(Information shown begins)

//! Read-only PostgreSQL access to the caregiver records the form validators
//! consult.

pub mod config;
pub mod error;
pub mod models;
pub mod repositories;
pub mod snapshot;

use sqlx::postgres::PgPoolOptions;
use sqlx::PgPool;

pub use config::DbConfig;
pub use error::DbError;
pub use snapshot::{validate_submission, SubjectSnapshot};

pub type DbPool = PgPool;

/// Create a connection pool from `config`.
pub async fn create_pool(config: &DbConfig) -> Result<DbPool, sqlx::Error> {
    let pool = PgPoolOptions::new()
        .max_connections(config.max_connections)
        .acquire_timeout(config.acquire_timeout())
        .connect(&config.database_url)
        .await?;
    tracing::info!(
        max_connections = config.max_connections,
        "Database connection pool created"
    );
    Ok(pool)
}
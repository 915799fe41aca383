/// Record identifiers issued by the data-capture framework (UUID primary keys).
pub type RecordId = uuid::Uuid;

/// All timestamps are UTC.
pub type Timestamp = chrono::DateTime<chrono::Utc>;

/// Calendar dates carry no timezone.
pub type Date = chrono::NaiveDate;
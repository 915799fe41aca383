//! Row structs for the caregiver tables.
//!
//! Each row is a `FromRow` + `Serialize` struct matching one query's columns,
//! with a `From` conversion into the record type the validators consume.

pub mod consent;
pub mod crf;
pub mod maternal_visit;
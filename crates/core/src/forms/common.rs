//! Checks shared by several forms.

use validator::Validate;

use crate::lookups::{Lookups, VisitRecord};
use crate::status::{HivStatus, StatusResolver};
use crate::types::{RecordId, Timestamp};
use crate::validation::{FieldViolation, RuleKind, RuleResult};

/// The visit a CRF is attached to, as submitted with the form.
#[derive(Debug, Clone, PartialEq, Eq, serde::Serialize, serde::Deserialize)]
pub struct VisitRef {
    pub id: RecordId,
    pub subject_identifier: String,
    pub visit_code: String,
    pub report_datetime: Timestamp,
}

impl VisitRef {
    /// The visit as a lookup record, for status resolution.
    pub fn to_record(&self) -> VisitRecord {
        VisitRecord {
            id: self.id,
            subject_identifier: self.subject_identifier.clone(),
            visit_code: self.visit_code.clone(),
            report_datetime: self.report_datetime,
            created: self.report_datetime,
        }
    }
}

/// Structural field checks declared with `#[validate(...)]`, as violations.
///
/// Sorted by field name so reports are stable.
pub fn schema_violations<T: Validate>(form: &T) -> Vec<FieldViolation> {
    let Err(errors) = form.validate() else {
        return Vec::new();
    };
    let mut violations = Vec::new();
    for (field, field_errors) in errors.field_errors() {
        let name = field.to_string();
        for error in field_errors.iter() {
            let message = match &error.message {
                Some(message) => message.to_string(),
                None => format!("Invalid value ({}).", error.code),
            };
            violations.push(FieldViolation::field(&name, RuleKind::Schema, message));
        }
    }
    violations.sort_by(|a, b| a.field.cmp(&b.field));
    violations
}

/// The report datetime must not precede the subject's consent.
pub fn validate_against_consent_datetime(
    lookups: &dyn Lookups,
    subject_identifier: &str,
    record_id: Option<RecordId>,
    report_datetime: Option<Timestamp>,
) -> RuleResult {
    let Some(consent) = lookups.consent(subject_identifier, record_id) else {
        return Err(FieldViolation::global(
            RuleKind::MissingRecord,
            "Please complete Caregiver Consent form before proceeding.",
        ));
    };
    match report_datetime {
        Some(report_datetime) if report_datetime < consent.consent_datetime => {
            Err(FieldViolation::field(
                "report_datetime",
                RuleKind::DateWindow,
                "Report datetime cannot be before consent datetime",
            ))
        }
        _ => Ok(()),
    }
}

/// HIV status as of the subject's latest visit.
pub fn latest_visit_hiv_status(
    lookups: &dyn Lookups,
    resolver: &dyn StatusResolver,
    subject_identifier: &str,
    form_title: &str,
) -> Result<HivStatus, FieldViolation> {
    match lookups.latest_visit(subject_identifier) {
        Some(visit) => Ok(resolver.hiv_status(&visit)),
        None => Err(FieldViolation::global(
            RuleKind::MissingRecord,
            format!("Please complete previous visits before filling in {form_title}."),
        )),
    }
}

pub fn complete_ultrasound_first() -> FieldViolation {
    FieldViolation::global(
        RuleKind::MissingRecord,
        "Please complete ultrasound form first.",
    )
}
//! Per-subject snapshot of the records the validators consult.
//!
//! Validation is synchronous, so everything a submission might look up is
//! fetched up front and served from memory.

use flourish_core::lookups::{
    AntenatalEnrollmentRecord, ArvPrePregnancyRecord, ConsentRecord, InMemoryLookups, Lookups,
    UltrasoundRecord, VisitRecord,
};
use flourish_core::status::{HivStatus, StatusResolver};
use flourish_core::types::RecordId;
use flourish_core::{CoreError, FormSubmission, ValidationConfig, ValidationContext};
use sqlx::PgPool;

use crate::error::DbError;
use crate::models::crf::HivTestResultRow;
use crate::repositories::{
    AntenatalEnrollmentRepo, ArvPrePregnancyRepo, ConsentRepo, HivStatusRepo, MaternalVisitRepo,
    UltrasoundRepo,
};

#[derive(Debug, Clone, Default)]
pub struct SubjectSnapshot {
    records: InMemoryLookups,
    hiv_results: Vec<HivTestResultRow>,
    enrollment_status: Option<HivStatus>,
}

impl SubjectSnapshot {
    pub fn new(records: InMemoryLookups) -> Self {
        Self {
            records,
            ..Self::default()
        }
    }

    pub fn with_hiv_result(mut self, result: HivTestResultRow) -> Self {
        self.hiv_results.push(result);
        self
    }

    /// Status recorded at enrollment, used when no test result predates a visit.
    pub fn with_enrollment_status(mut self, code: Option<&str>) -> Self {
        self.enrollment_status = code
            .map(HivStatus::from_code)
            .filter(|status| *status != HivStatus::Unknown);
        self
    }

    /// Fetch every record the validators may consult for `subject_identifier`.
    pub async fn load(pool: &PgPool, subject_identifier: &str) -> Result<Self, sqlx::Error> {
        let consents = ConsentRepo::list_for_subject(pool, subject_identifier).await?;
        let visits = MaternalVisitRepo::list_for_subject(pool, subject_identifier).await?;
        let ultrasounds = UltrasoundRepo::list_for_subject(pool, subject_identifier).await?;
        let arvs = ArvPrePregnancyRepo::find_for_subject(pool, subject_identifier).await?;
        let enrollment = AntenatalEnrollmentRepo::find_for_subject(pool, subject_identifier).await?;
        let hiv_results = HivStatusRepo::list_results(pool, subject_identifier).await?;

        let mut records = consents
            .into_iter()
            .fold(InMemoryLookups::new(), |r, row| r.with_consent(row.into()));
        records = visits
            .into_iter()
            .fold(records, |r, row| r.with_visit(row.into()));
        records = ultrasounds
            .into_iter()
            .fold(records, |r, row| r.with_ultrasound(row.into()));
        if let Some(row) = arvs {
            records = records.with_arvs_pre_pregnancy(row.into());
        }
        let enrollment_status = enrollment
            .as_ref()
            .and_then(|row| row.enrollment_hiv_status.clone());
        if let Some(row) = enrollment {
            records = records.with_enrollment(row.into());
        }

        tracing::debug!(
            subject_identifier,
            hiv_results = hiv_results.len(),
            "Loaded subject snapshot"
        );
        let snapshot = Self {
            records,
            hiv_results,
            enrollment_status: None,
        };
        Ok(snapshot.with_enrollment_status(enrollment_status.as_deref()))
    }
}

impl Lookups for SubjectSnapshot {
    fn consent(
        &self,
        subject_identifier: &str,
        record_id: Option<RecordId>,
    ) -> Option<ConsentRecord> {
        self.records.consent(subject_identifier, record_id)
    }

    fn latest_visit(&self, subject_identifier: &str) -> Option<VisitRecord> {
        self.records.latest_visit(subject_identifier)
    }

    fn ultrasound(
        &self,
        subject_identifier: &str,
        visit_code: Option<&str>,
    ) -> Option<UltrasoundRecord> {
        self.records.ultrasound(subject_identifier, visit_code)
    }

    fn arvs_pre_pregnancy(&self, subject_identifier: &str) -> Option<ArvPrePregnancyRecord> {
        self.records.arvs_pre_pregnancy(subject_identifier)
    }

    fn antenatal_enrollment(&self, subject_identifier: &str) -> Option<AntenatalEnrollmentRecord> {
        self.records.antenatal_enrollment(subject_identifier)
    }
}

impl StatusResolver for SubjectSnapshot {
    /// The latest definite test result recorded at or before `visit`, falling
    /// back to the status captured at enrollment.
    fn hiv_status(&self, visit: &VisitRecord) -> HivStatus {
        self.hiv_results
            .iter()
            .filter(|result| result.visit_report_datetime <= visit.report_datetime)
            .filter_map(|result| Some((result.visit_report_datetime, result.status()?)))
            .max_by_key(|(recorded, _)| *recorded)
            .map(|(_, status)| status)
            .or(self.enrollment_status)
            .unwrap_or(HivStatus::Unknown)
    }
}

/// Load the submitting subject's records and validate `submission` against them.
pub async fn validate_submission(
    pool: &PgPool,
    submission: &FormSubmission,
    config: &ValidationConfig,
) -> Result<(), DbError> {
    let snapshot = match submission.subject_identifier() {
        Some(subject_identifier) => SubjectSnapshot::load(pool, subject_identifier).await?,
        None => SubjectSnapshot::default(),
    };
    let ctx = ValidationContext::new(&snapshot, &snapshot, config);
    flourish_core::validate_submission(submission, &ctx).map_err(CoreError::from)?;
    Ok(())
}

#[cfg(test)]
mod tests {
    use super::*;
    use chrono::{DateTime, Duration, TimeZone, Utc};
    use flourish_core::forms::maternal_diagnoses::{self, MaternalDiagnoses};
    use flourish_core::forms::common::VisitRef;

    const SUBJECT: &str = "B142-040990462-6";

    fn at(month: u32) -> DateTime<Utc> {
        Utc.with_ymd_and_hms(2024, month, 1, 9, 0, 0).unwrap()
    }

    fn visit(report_datetime: DateTime<Utc>) -> VisitRecord {
        VisitRecord {
            id: RecordId::new_v4(),
            subject_identifier: SUBJECT.to_string(),
            visit_code: "2000M".to_string(),
            report_datetime,
            created: report_datetime,
        }
    }

    fn result(month: u32, code: &str) -> HivTestResultRow {
        HivTestResultRow {
            visit_report_datetime: at(month),
            result: Some(code.to_string()),
        }
    }

    #[test]
    fn status_uses_latest_result_before_visit() {
        let snapshot = SubjectSnapshot::default()
            .with_hiv_result(result(1, "NEG"))
            .with_hiv_result(result(3, "POS"))
            .with_hiv_result(result(6, "NEG"));
        assert_eq!(snapshot.hiv_status(&visit(at(4))), HivStatus::Positive);
        assert_eq!(snapshot.hiv_status(&visit(at(2))), HivStatus::Negative);
    }

    #[test]
    fn status_falls_back_to_enrollment() {
        let snapshot = SubjectSnapshot::default()
            .with_hiv_result(result(6, "POS"))
            .with_enrollment_status(Some("NEG"));
        assert_eq!(snapshot.hiv_status(&visit(at(2))), HivStatus::Negative);
    }

    #[test]
    fn status_unknown_without_any_record() {
        let snapshot = SubjectSnapshot::default().with_enrollment_status(Some("never_tested"));
        assert_eq!(snapshot.hiv_status(&visit(at(2))), HivStatus::Unknown);
    }

    #[test]
    fn lookups_delegate_to_loaded_records() {
        let latest = visit(at(5));
        let records = InMemoryLookups::new()
            .with_visit(visit(at(2)))
            .with_visit(latest.clone());
        let snapshot = SubjectSnapshot::new(records);
        assert_eq!(snapshot.latest_visit(SUBJECT), Some(latest));
        assert_eq!(snapshot.consent(SUBJECT, None), None);
    }

    #[test]
    fn snapshot_drives_status_dependent_rules() {
        let snapshot = SubjectSnapshot::default().with_hiv_result(result(1, "POS"));
        let config = ValidationConfig::default();
        let ctx = ValidationContext::new(&snapshot, &snapshot, &config);
        let form = MaternalDiagnoses {
            maternal_visit: VisitRef {
                id: RecordId::new_v4(),
                subject_identifier: SUBJECT.to_string(),
                visit_code: "2000M".to_string(),
                report_datetime: at(1) + Duration::days(30),
            },
            new_diagnoses: Some("No".to_string()),
            diagnoses: vec!["mdiag_na".to_string()],
            diagnoses_other: None,
            has_who_dx: Some("N/A".to_string()),
            who: vec!["who_na".to_string()],
        };
        let err = maternal_diagnoses::validate(&form, &ctx).unwrap_err();
        assert!(err.has_field("has_who_dx"));
    }
}
//! Repository for recorded maternal HIV test results.

use sqlx::PgPool;

use crate::models::crf::HivTestResultRow;

/// Provides read access to recorded rapid test results.
pub struct HivStatusRepo;

impl HivStatusRepo {
    /// Rapid test results for a subject, latest visit first. Only tests that
    /// were actually processed are returned.
    pub async fn list_results(
        pool: &PgPool,
        subject_identifier: &str,
    ) -> Result<Vec<HivTestResultRow>, sqlx::Error> {
        tracing::debug!(subject_identifier, "Loading HIV test results");
        sqlx::query_as::<_, HivTestResultRow>(
            "SELECT mv.report_datetime AS visit_report_datetime, r.result \
             FROM flourish_caregiver_hivrapidtestcounseling r \
             JOIN flourish_caregiver_maternalvisit mv ON mv.id = r.maternal_visit_id \
             WHERE mv.subject_identifier = $1 AND r.rapid_test_done = 'Yes' \
             ORDER BY mv.report_datetime DESC",
        )
        .bind(subject_identifier)
        .fetch_all(pool)
        .await
    }
}
use flourish_core::lookups::ConsentRecord;
use flourish_core::types::{RecordId, Timestamp};
use serde::Serialize;
use sqlx::FromRow;

/// A row from `flourish_caregiver_subjectconsent`.
#[derive(Debug, Clone, FromRow, Serialize)]
pub struct SubjectConsentRow {
    pub id: RecordId,
    pub subject_identifier: String,
    pub consent_datetime: Timestamp,
}

impl From<SubjectConsentRow> for ConsentRecord {
    fn from(row: SubjectConsentRow) -> Self {
        Self {
            id: row.id,
            subject_identifier: row.subject_identifier,
            consent_datetime: row.consent_datetime,
        }
    }
}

(Information shown ends)

Where does the word "StatusResolver" appear in the records above? Return every line that holds it.

use crate::status::{HivStatus, StatusResolver};
    resolver: &dyn StatusResolver,
use flourish_core::status::{HivStatus, StatusResolver};
impl StatusResolver for SubjectSnapshot {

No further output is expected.